As I am working now with windows registries .. I always find the following patterns .. a registry which contains two brackets {} with numbers and letters in between, you can see some examples below:
HKEY_CLASSES_ROOT\Drive\shellex\FolderExtensions\{fbeb8a05-beee-4442-804e-409d6c4515e9}
HKEY_CLASSES_ROOT\CLSID\{00BB2763-6A77-11D0-A535-00C04FD7D062}\InProcServer32
HKEY_CURRENT_USER\Software\Microsoft\Windows\CurrentVersion\Explorer\MountPoints2\CPC\Volume\{64dcb6fa-03c9-11e6-9e9f-806d6172696f}\
Can anyone help me in understanding what does these refer to ? are they generated randomly?
I also tried to parse each registry key and remove whatever between the brackets {} .. as a start, I know this can be done with regular expression but I am really not familiar with them .. any guidance appreciated.

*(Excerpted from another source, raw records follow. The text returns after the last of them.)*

//! Binary storage for a vector collection.
//!
//! File format: `<collection>.bin`
//!
//! Header (47 bytes):
//! - version: u8 (1)
//! - model_id: [u8; 32] (SHA256 hash of model name)
//! - dimensions: u16 (little-endian)
//! - entry_count: u64 (little-endian)
//! - checksum: u32 (CRC32 of header fields before checksum)
//!
//! Entries (repeated):
//! - id: u32 length + UTF-8 bytes
//! - document: u32 length + UTF-8 bytes
//! - metadata: u32 length + JSON object bytes
//! - embedding: [f32; dimensions] (little-endian)

use std::fs::File;
use std::io::{BufReader, BufWriter, Read, Write};
use std::path::{Path, PathBuf};

use crate::question::Metadata;
use crate::semantic::index::{VectorEntry, VectorIndex};

/// Current file format version
const FORMAT_VERSION: u8 = 1;

/// Header size in bytes: version(1) + model_id(32) + dimensions(2) + entry_count(8) + checksum(4)
const HEADER_SIZE: usize = 47;

/// Errors that can occur during storage operations.
#[derive(Debug, thiserror::Error)]
pub enum VectorStorageError {
    #[error("I/O error: {0}")]
    Io(#[from] std::io::Error),

    #[error("Invalid file format: {0}")]
    InvalidFormat(String),

    #[error("Version mismatch: file version {0}, supported version {1}")]
    VersionMismatch(u8, u8),

    #[error("Model mismatch: file uses different model")]
    ModelMismatch,

    #[error("Checksum mismatch: file may be corrupted")]
    ChecksumMismatch,

    #[error("Dimension mismatch: expected {expected}, file has {got}")]
    DimensionMismatch { expected: usize, got: usize },
}

/// Storage manager for one collection file.
pub struct VectorStorage {
    path: PathBuf,
}

impl VectorStorage {
    pub fn new(path: PathBuf) -> Self {
        Self { path }
    }

    pub fn path(&self) -> &Path {
        &self.path
    }

    pub fn exists(&self) -> bool {
        self.path.exists()
    }

    /// Load the vector index from storage.
    ///
    /// Fails if the file was written with another model or dimension count.
    pub fn load(
        &self,
        expected_model_id: &[u8; 32],
        expected_dimensions: usize,
    ) -> Result<VectorIndex, VectorStorageError> {
        let file = File::open(&self.path)?;
        let mut reader = BufReader::new(file);

        let header = read_header(&mut reader)?;
        validate_header(&header, expected_model_id, expected_dimensions)?;

        let dimensions = header.dimensions as usize;
        let mut index = VectorIndex::with_capacity(dimensions, header.entry_count as usize);

        for _ in 0..header.entry_count {
            let (id, entry) = read_entry(&mut reader, dimensions)?;
            index
                .upsert(id, entry)
                .map_err(|e| VectorStorageError::InvalidFormat(e.to_string()))?;
        }

        Ok(index)
    }

    /// Save the vector index to storage.
    ///
    /// Uses atomic write: temp file -> fsync -> rename
    pub fn save(&self, index: &VectorIndex, model_id: &[u8; 32]) -> Result<(), VectorStorageError> {
        let dimensions = u16::try_from(index.dimensions()).map_err(|_| {
            VectorStorageError::InvalidFormat(format!(
                "{} dimensions do not fit the header",
                index.dimensions()
            ))
        })?;

        let temp_path = self.path.with_extension("tmp");

        let result = write_to_file(&temp_path, index, model_id, dimensions);

        if result.is_err() {
            let _ = std::fs::remove_file(&temp_path);
            return result;
        }

        std::fs::rename(&temp_path, &self.path)?;

        Ok(())
    }
}

fn write_to_file(
    path: &Path,
    index: &VectorIndex,
    model_id: &[u8; 32],
    dimensions: u16,
) -> Result<(), VectorStorageError> {
    let file = File::create(path)?;
    let mut writer = BufWriter::new(file);

    let header = Header {
        version: FORMAT_VERSION,
        model_id: *model_id,
        dimensions,
        entry_count: index.len() as u64,
    };
    write_header(&mut writer, &header)?;

    for (id, entry) in index.iter() {
        write_entry(&mut writer, id, entry)?;
    }

    writer.flush()?;
    let file = writer
        .into_inner()
        .map_err(|e| std::io::Error::new(std::io::ErrorKind::Other, e))?;
    file.sync_all()?;

    Ok(())
}

fn read_header<R: Read>(reader: &mut R) -> Result<Header, VectorStorageError> {
    let mut header_bytes = [0u8; HEADER_SIZE];
    reader.read_exact(&mut header_bytes)?;

    let version = header_bytes[0];

    // Version check first
    if version > FORMAT_VERSION {
        return Err(VectorStorageError::VersionMismatch(version, FORMAT_VERSION));
    }

    let mut model_id = [0u8; 32];
    model_id.copy_from_slice(&header_bytes[1..33]);

    let dimensions = u16::from_le_bytes([header_bytes[33], header_bytes[34]]);

    let mut count_bytes = [0u8; 8];
    count_bytes.copy_from_slice(&header_bytes[35..43]);
    let entry_count = u64::from_le_bytes(count_bytes);

    let mut checksum_bytes = [0u8; 4];
    checksum_bytes.copy_from_slice(&header_bytes[43..47]);
    let stored_checksum = u32::from_le_bytes(checksum_bytes);

    if stored_checksum != crc32fast::hash(&header_bytes[0..43]) {
        return Err(VectorStorageError::ChecksumMismatch);
    }

    Ok(Header {
        version,
        model_id,
        dimensions,
        entry_count,
    })
}

fn validate_header(
    header: &Header,
    expected_model_id: &[u8; 32],
    expected_dimensions: usize,
) -> Result<(), VectorStorageError> {
    if header.model_id != *expected_model_id {
        return Err(VectorStorageError::ModelMismatch);
    }

    if header.dimensions as usize != expected_dimensions {
        return Err(VectorStorageError::DimensionMismatch {
            expected: expected_dimensions,
            got: header.dimensions as usize,
        });
    }

    Ok(())
}

fn write_header<W: Write>(writer: &mut W, header: &Header) -> Result<(), VectorStorageError> {
    let mut header_bytes = [0u8; HEADER_SIZE];

    header_bytes[0] = header.version;
    header_bytes[1..33].copy_from_slice(&header.model_id);
    header_bytes[33..35].copy_from_slice(&header.dimensions.to_le_bytes());
    header_bytes[35..43].copy_from_slice(&header.entry_count.to_le_bytes());

    let checksum = crc32fast::hash(&header_bytes[0..43]);
    header_bytes[43..47].copy_from_slice(&checksum.to_le_bytes());

    writer.write_all(&header_bytes)?;
    Ok(())
}

fn read_bytes<R: Read>(reader: &mut R) -> Result<Vec<u8>, VectorStorageError> {
    let mut len_bytes = [0u8; 4];
    reader.read_exact(&mut len_bytes)?;
    let mut buf = vec![0u8; u32::from_le_bytes(len_bytes) as usize];
    reader.read_exact(&mut buf)?;
    Ok(buf)
}

fn read_string<R: Read>(reader: &mut R) -> Result<String, VectorStorageError> {
    String::from_utf8(read_bytes(reader)?)
        .map_err(|e| VectorStorageError::InvalidFormat(format!("invalid utf8: {e}")))
}

fn write_bytes<W: Write>(writer: &mut W, bytes: &[u8]) -> Result<(), VectorStorageError> {
    let len = u32::try_from(bytes.len())
        .map_err(|_| VectorStorageError::InvalidFormat("field longer than 4GiB".to_string()))?;
    writer.write_all(&len.to_le_bytes())?;
    writer.write_all(bytes)?;
    Ok(())
}

fn read_entry<R: Read>(
    reader: &mut R,
    dimensions: usize,
) -> Result<(String, VectorEntry), VectorStorageError> {
    let id = read_string(reader)?;
    let document = read_string(reader)?;
    let metadata: Metadata = serde_json::from_slice(&read_bytes(reader)?)
        .map_err(|e| VectorStorageError::InvalidFormat(format!("metadata for {id}: {e}")))?;

    let mut embedding = Vec::with_capacity(dimensions);
    for _ in 0..dimensions {
        let mut float_bytes = [0u8; 4];
        reader.read_exact(&mut float_bytes)?;
        embedding.push(f32::from_le_bytes(float_bytes));
    }

    Ok((
        id,
        VectorEntry {
            document,
            metadata,
            embedding,
        },
    ))
}

fn write_entry<W: Write>(writer: &mut W, id: &str, entry: &VectorEntry) -> Result<(), VectorStorageError> {
    write_bytes(writer, id.as_bytes())?;
    write_bytes(writer, entry.document.as_bytes())?;
    let metadata = serde_json::to_vec(&entry.metadata)
        .map_err(|e| VectorStorageError::InvalidFormat(e.to_string()))?;
    write_bytes(writer, &metadata)?;

    for &value in &entry.embedding {
        writer.write_all(&value.to_le_bytes())?;
    }

    Ok(())
}

/// File header structure.
#[derive(Debug)]
struct Header {
    version: u8,
    model_id: [u8; 32],
    dimensions: u16,
    entry_count: u64,
}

As you tagged the question with Python (tested with 2.7):
import re
string = """
HKEY_CLASSES_ROOT\Drive\shellex\FolderExtensions\{fbeb8a05-beee-4442-804e-409d6c4515e9}
HKEY_CLASSES_ROOT\CLSID\{00BB2763-6A77-11D0-A535-00C04FD7D062}\InProcServer32
HKEY_CURRENT_USER\Software\Microsoft\Windows\CurrentVersion\Explorer\MountPoints2\CPC\Volume\{64dcb6fa-03c9-11e6-9e9f-806d6172696f}
"""
rx = r'\{[^}]+\}\\?'
string = re.sub(rx, '', string)
print string
The snippet gives you all keys without curly braces. Thanks to @Liam for pointing out an error before.
Hint: I am a Mac User, however, I'm pretty sure the braces are somewhat needed, aren't they?